Ok, to defend myself, I'll point out that I only went to the bus stop in kindergarten and first grade, when he was the youngest kid by far, but I still don't feel right leaving the neighborhood before the bus picks him up. I'm not alone in that - moments after the bus drives by, the neighborhood comes to life as parents head out to work.

by Julie on Oct 3, 2011 2:15 pm • linkreport

some bus routes are circuitious, and take a lot of time if you live at the end

Yeah, my bus route arrived at my stop a full hour before the start of school, and arrived at school a half hour before starting time. Oh, and the stop was a mile away. Uphill both ways. (Just kidding, it was only uphill on the way home).
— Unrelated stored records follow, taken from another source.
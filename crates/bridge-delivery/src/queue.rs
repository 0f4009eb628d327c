//! Outbound delivery queue
//!
//! Producers push onto an unbounded channel; a single worker task drains it in
//! FIFO order, so at most one request is ever in flight and a message's
//! retries finish before the next message's first attempt. The worker owns the
//! correlation map, so no lock guards it.

use crate::api::{MessageApi, SendAction, SendRequest};
use crate::classify::{classify, ResponseClass};
use crate::correlation::CorrelationMap;
use crate::error::{DeliveryError, DeliveryResult};
use crate::message::{MessageContent, OutboundMessage};
use crate::splitter::ContentSplitter;
use bridge_common::{ApiResponse, DeliveryConfig, PlatformError};
use std::sync::Arc;
use tokio::sync::{mpsc, oneshot};

/// Successful delivery
#[derive(Debug, Clone, PartialEq, Eq)]
pub struct Delivered {
    pub action: SendAction,
    /// Target-side message id (returned by a create, or the updated message)
    pub target_message_id: Option<String>,
    /// Requests made, including retries and repaired re-sends
    pub attempts: u32,
}

/// Settlement of an enqueued message.
///
/// Dropping the ticket leaves the message in the queue (fire-and-forget).
#[derive(Debug)]
pub struct DeliveryTicket {
    rx: oneshot::Receiver<DeliveryResult<Delivered>>,
}

impl DeliveryTicket {
    /// Wait for the message to settle
    pub async fn outcome(self) -> DeliveryResult<Delivered> {
        self.rx.await.unwrap_or(Err(DeliveryError::QueueClosed))
    }
}

struct Job {
    message: OutboundMessage,
    settle: oneshot::Sender<DeliveryResult<Delivered>>,
}

/// Producer side of the queue; cheap to clone
#[derive(Debug, Clone)]
pub struct DeliveryQueue {
    tx: mpsc::UnboundedSender<Job>,
}

impl DeliveryQueue {
    /// Create a queue and the worker that drains it
    pub fn new(config: DeliveryConfig, api: Arc<dyn MessageApi>) -> (Self, DeliveryWorker) {
        let (tx, rx) = mpsc::unbounded_channel();
        let worker = DeliveryWorker {
            rx,
            config,
            api,
            correlations: CorrelationMap::new(),
            splitter: ContentSplitter::default(),
        };
        (Self { tx }, worker)
    }

    /// Create a queue and spawn its worker on the current runtime
    pub fn spawn(config: DeliveryConfig, api: Arc<dyn MessageApi>) -> Self {
        let (queue, worker) = Self::new(config, api);
        tokio::spawn(worker.run());
        queue
    }

    /// Append a message to the queue
    pub fn enqueue(&self, message: OutboundMessage) -> DeliveryTicket {
        let (settle, rx) = oneshot::channel();
        if let Err(mpsc::error::SendError(job)) = self.tx.send(Job { message, settle }) {
            tracing::error!(target_id = %job.message.target_id, "Delivery queue closed, dropping message");
        }
        DeliveryTicket { rx }
    }
}

/// Consumer side of the queue
pub struct DeliveryWorker {
    rx: mpsc::UnboundedReceiver<Job>,
    config: DeliveryConfig,
    api: Arc<dyn MessageApi>,
    correlations: CorrelationMap,
    splitter: ContentSplitter,
}

impl DeliveryWorker {
    /// Start from known correlations
    #[must_use]
    pub fn with_correlations(mut self, correlations: CorrelationMap) -> Self {
        self.correlations = correlations;
        self
    }

    #[must_use]
    pub fn with_splitter(mut self, splitter: ContentSplitter) -> Self {
        self.splitter = splitter;
        self
    }

    /// Drain the queue until every producer is gone.
    ///
    /// Returns the correlation map built along the way.
    pub async fn run(mut self) -> CorrelationMap {
        while let Some(Job { message, settle }) = self.rx.recv().await {
            let outcome = self.deliver(message).await;
            // The producer may not care about the outcome
            let _ = settle.send(outcome);
        }

        tracing::debug!(correlations = self.correlations.len(), "Delivery worker stopped");
        self.correlations
    }

    async fn deliver(&mut self, mut message: OutboundMessage) -> DeliveryResult<Delivered> {
        if let Some(correlation_id) = &message.correlation_id {
            if let Some(target) = self.correlations.get(correlation_id) {
                message.target_message_id = Some(target.to_owned());
            }
        }

        let mut attempts: u32 = 0;
        let mut retries: u32 = 0;
        let mut repairs: u32 = 0;

        loop {
            tokio::time::sleep(self.config.pacing_delay).await;

            let request = message
                .to_request()
                .map_err(|e| DeliveryError::Encode(e.to_string()))?;
            attempts += 1;

            let result = self.send(&request).await;
            let class = classify(&self.config, &result);

            match class {
                ResponseClass::Success { ref data } => {
                    let target_message_id = class
                        .message_id()
                        .map(str::to_owned)
                        .or_else(|| message.target_message_id.clone());

                    if let (Some(correlation_id), Some(target)) =
                        (&message.correlation_id, &target_message_id)
                    {
                        self.correlations.insert(correlation_id.as_str(), target.as_str());
                    }

                    tracing::info!(
                        kind = "MSG_SENT",
                        action = %request.action,
                        target_id = %message.target_id,
                        correlation_id = message.correlation_id.as_deref(),
                        target_message_id = target_message_id.as_deref(),
                        attempts,
                        response = %data,
                        correlations = self.correlations.len(),
                        "MSG_SENT"
                    );

                    return Ok(Delivered {
                        action: request.action,
                        target_message_id,
                        attempts,
                    });
                }

                ResponseClass::Malformed { code, message: reason }
                | ResponseClass::NonRetryable { code, message: reason } => {
                    tracing::error!(
                        code,
                        reason = %reason,
                        message_type = %message.kind(),
                        body = %request.body,
                        "Message rejected, not retrying"
                    );
                    return Err(DeliveryError::Rejected {
                        code,
                        message: reason,
                    });
                }

                ResponseClass::ContentTooLong { code, .. } => {
                    let before = self.repair(&mut message, repairs).map_err(|e| {
                        tracing::error!(
                            code,
                            message_type = %message.kind(),
                            body = %request.body,
                            "Content too long and cannot be repaired"
                        );
                        e
                    })?;
                    repairs += 1;
                    tracing::warn!(
                        code,
                        repairs,
                        chars_before = before,
                        "Content too long, re-sending truncated card"
                    );
                }

                ResponseClass::Transient { reason } => {
                    if retries >= self.config.max_retries {
                        tracing::error!(
                            attempts,
                            reason = %reason,
                            target_id = %message.target_id,
                            "Delivery failed, giving up"
                        );
                        return Err(DeliveryError::RetriesExhausted { attempts, reason });
                    }
                    retries += 1;
                    tracing::warn!(attempt = attempts, retries, reason = %reason, "Delivery failed, retrying");
                }
            }
        }
    }

    /// Call the API on its own task; a panicking implementation counts as a
    /// transient failure instead of ending the worker
    async fn send(&self, request: &SendRequest) -> Result<ApiResponse, PlatformError> {
        let api = Arc::clone(&self.api);
        let owned = request.clone();

        match tokio::spawn(async move { api.send(&owned).await }).await {
            Ok(result) => result,
            Err(e) => {
                tracing::error!(action = %request.action, error = %e, "Message API call panicked");
                Err(PlatformError::UnexpectedResponse(format!("send task failed: {e}")))
            }
        }
    }

    /// Shrink a card payload in place.
    ///
    /// The first repair cuts to the configured budget when the text exceeds it;
    /// every other repair halves the text as sent, notice included, so the
    /// payload strictly shrinks and repairs always end.
    /// Returns the measured length before the cut.
    fn repair(&self, message: &mut OutboundMessage, repairs: u32) -> DeliveryResult<usize> {
        let MessageContent::Card(cards) = &message.content else {
            return Err(DeliveryError::ContentTooLong {
                chars: message.content.to_wire().map_or(0, |s| s.chars().count()),
            });
        };

        let measured = self.splitter.measure(cards);
        let budget = if repairs == 0 && measured > self.config.content_max_chars {
            self.config.content_max_chars
        } else {
            measured / 2
        };

        let cut = self
            .splitter
            .split(cards, budget)
            .ok_or(DeliveryError::ContentTooLong { chars: measured })?;
        message.content = MessageContent::Card(cut);
        Ok(measured)
    }
}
Luckily, for much of my school years until I could drive, my older sisters (or their boyfriends) could drive me.

by kinverson on Oct 3, 2011 2:21 pm • linkreport

Not mentioned in the article is the 40 years of zoning that has forced all new schools onto minimum acres on the outskirts of communities making walking and biking more difficult (for distance and safety reasons) for ever greater proportions of the student and faculty populations. This has occurred in the locating of "replacement" schools from the heart of a community where they were accessible by walking/biking to the edges of communities where minimum acreage (and parking) standards can be met.

In 1969 ~48% of students walked to school and 12% went by auto. By 2008 there was a near reversal with ~45% going by auto and 12% walking. Meanwhile since 1980 the childhood obesity rate has tripled in kids 6-11.

This is one of the unintended consequences of the auto centric transportation and land-use policies of the last 60 years.

by Tina on Oct 3, 2011 2:59 pm • linkreport

Wow. Parents are really overprotective these days. My mother waited with me at the bus stop once, on my first day of kindergarden. After that, I was on my own.

by Rob on Oct 3, 2011 3:12 pm • linkreport

@ Tina:In 1969 ~48% of students walked to school and 12% went by auto. By 2008 there was a near reversal with ~45% going by auto and 12% walking. Meanwhile since 1980 the childhood obesity rate has tripled in kids 6-11.

Other countries see this causality. For instance, the Netherlands. As less kids bike, and more get brought to school, obesity goes up.

by Jasper on Oct 3, 2011 3:36 pm • linkreport

Tina hits it. Thanks.

by spookiness on Oct 3, 2011 3:44 pm • linkreport

Tina hits part of it, but it's not the whole story. For example, there is one elementary school in southern Fairfax County that is smack-dab in the middle of a residential area. But, as was pointed out to me by a parent last year, it is "legally impossible" to walk to school from a block-and-a-half away because of the lack of sidewalks and curb cuts.

by Froggie on Oct 3, 2011 6:43 pm • linkreport

@goldfish, here is the link to the program: Safe Routes to School http://1.usa.gov/qQtF3H

Brent Elementary is the school

by Ivan Frishberg on Oct 3, 2011 8:43 pm • linkreport

@Froggie- I think a transportation policy/zoning policy that results in a school that can't be accessed from <1/4 mile away because by walking b/c of the lack of sidewalks and curb cuts is a perfect illustration of the auto-centric policies that have resulted in such an absurd built environment. I guess thats what you were pointing out. That even when the school is nearby auto-centric policies in the tradition of the last 40 yrs have contributed to the decrease of kids walking to school.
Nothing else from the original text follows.